Only the number is wanted: tally the lines below that contain the word "BodyResponse".

· · · · ·

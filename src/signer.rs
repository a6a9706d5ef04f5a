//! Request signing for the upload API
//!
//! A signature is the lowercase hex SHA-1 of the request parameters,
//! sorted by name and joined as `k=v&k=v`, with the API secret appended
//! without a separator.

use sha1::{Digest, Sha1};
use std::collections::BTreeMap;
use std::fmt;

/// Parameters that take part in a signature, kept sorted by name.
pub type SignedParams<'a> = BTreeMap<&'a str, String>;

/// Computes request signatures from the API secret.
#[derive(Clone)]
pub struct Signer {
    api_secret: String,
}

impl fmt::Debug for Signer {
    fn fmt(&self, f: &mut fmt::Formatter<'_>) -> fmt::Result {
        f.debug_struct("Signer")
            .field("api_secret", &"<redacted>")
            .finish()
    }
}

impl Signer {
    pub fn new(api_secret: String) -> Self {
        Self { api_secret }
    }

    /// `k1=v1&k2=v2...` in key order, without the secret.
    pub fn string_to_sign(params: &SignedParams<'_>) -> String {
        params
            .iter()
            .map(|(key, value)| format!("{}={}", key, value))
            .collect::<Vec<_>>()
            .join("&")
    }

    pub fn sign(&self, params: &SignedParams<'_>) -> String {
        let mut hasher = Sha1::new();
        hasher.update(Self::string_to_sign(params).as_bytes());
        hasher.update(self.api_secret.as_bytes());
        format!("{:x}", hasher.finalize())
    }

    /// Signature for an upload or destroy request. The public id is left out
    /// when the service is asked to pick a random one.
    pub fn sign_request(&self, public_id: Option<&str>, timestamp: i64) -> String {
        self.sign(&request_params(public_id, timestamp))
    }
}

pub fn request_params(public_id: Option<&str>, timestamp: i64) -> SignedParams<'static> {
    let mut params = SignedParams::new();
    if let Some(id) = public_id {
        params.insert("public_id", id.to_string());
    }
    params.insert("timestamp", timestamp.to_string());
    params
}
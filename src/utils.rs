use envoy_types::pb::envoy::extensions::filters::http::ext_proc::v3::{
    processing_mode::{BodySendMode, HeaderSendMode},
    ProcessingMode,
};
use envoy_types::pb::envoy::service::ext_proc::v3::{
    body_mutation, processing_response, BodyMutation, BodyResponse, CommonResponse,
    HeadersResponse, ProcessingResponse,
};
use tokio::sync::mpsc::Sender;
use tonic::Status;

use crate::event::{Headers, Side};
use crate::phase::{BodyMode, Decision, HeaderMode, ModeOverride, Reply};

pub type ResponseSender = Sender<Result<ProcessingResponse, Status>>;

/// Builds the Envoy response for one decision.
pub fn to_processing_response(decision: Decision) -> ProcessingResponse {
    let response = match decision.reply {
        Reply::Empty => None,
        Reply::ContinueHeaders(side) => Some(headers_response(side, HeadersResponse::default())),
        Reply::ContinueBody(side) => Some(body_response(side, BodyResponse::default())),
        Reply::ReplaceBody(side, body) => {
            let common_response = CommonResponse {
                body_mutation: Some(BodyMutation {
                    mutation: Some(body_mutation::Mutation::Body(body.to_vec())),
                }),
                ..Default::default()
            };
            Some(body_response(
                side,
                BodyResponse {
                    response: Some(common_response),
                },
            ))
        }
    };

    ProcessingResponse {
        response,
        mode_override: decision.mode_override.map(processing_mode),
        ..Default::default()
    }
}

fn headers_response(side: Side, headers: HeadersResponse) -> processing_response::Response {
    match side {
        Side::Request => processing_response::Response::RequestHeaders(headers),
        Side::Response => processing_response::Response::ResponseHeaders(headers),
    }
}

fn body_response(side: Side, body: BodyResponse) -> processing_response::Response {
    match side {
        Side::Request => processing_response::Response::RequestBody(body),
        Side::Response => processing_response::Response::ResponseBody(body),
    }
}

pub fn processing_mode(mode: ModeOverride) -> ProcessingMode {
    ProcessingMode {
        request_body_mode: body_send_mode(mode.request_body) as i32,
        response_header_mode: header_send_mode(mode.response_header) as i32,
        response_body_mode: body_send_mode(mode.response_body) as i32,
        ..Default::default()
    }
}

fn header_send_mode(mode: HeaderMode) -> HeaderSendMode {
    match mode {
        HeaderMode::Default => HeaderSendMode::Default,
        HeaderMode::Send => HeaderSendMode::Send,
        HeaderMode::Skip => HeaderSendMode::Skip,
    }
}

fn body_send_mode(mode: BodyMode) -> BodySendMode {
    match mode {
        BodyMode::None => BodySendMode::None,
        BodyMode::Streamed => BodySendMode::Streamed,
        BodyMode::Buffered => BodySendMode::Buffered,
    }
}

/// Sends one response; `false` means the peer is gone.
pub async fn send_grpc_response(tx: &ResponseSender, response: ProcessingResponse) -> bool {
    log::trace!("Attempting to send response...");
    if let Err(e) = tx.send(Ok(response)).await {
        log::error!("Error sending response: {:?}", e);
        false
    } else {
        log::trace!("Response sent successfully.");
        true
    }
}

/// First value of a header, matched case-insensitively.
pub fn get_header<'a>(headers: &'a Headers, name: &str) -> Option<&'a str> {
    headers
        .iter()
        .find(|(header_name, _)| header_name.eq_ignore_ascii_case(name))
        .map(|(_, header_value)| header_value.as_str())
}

· · · · ·

--- SOLVED PROBLEM ---
4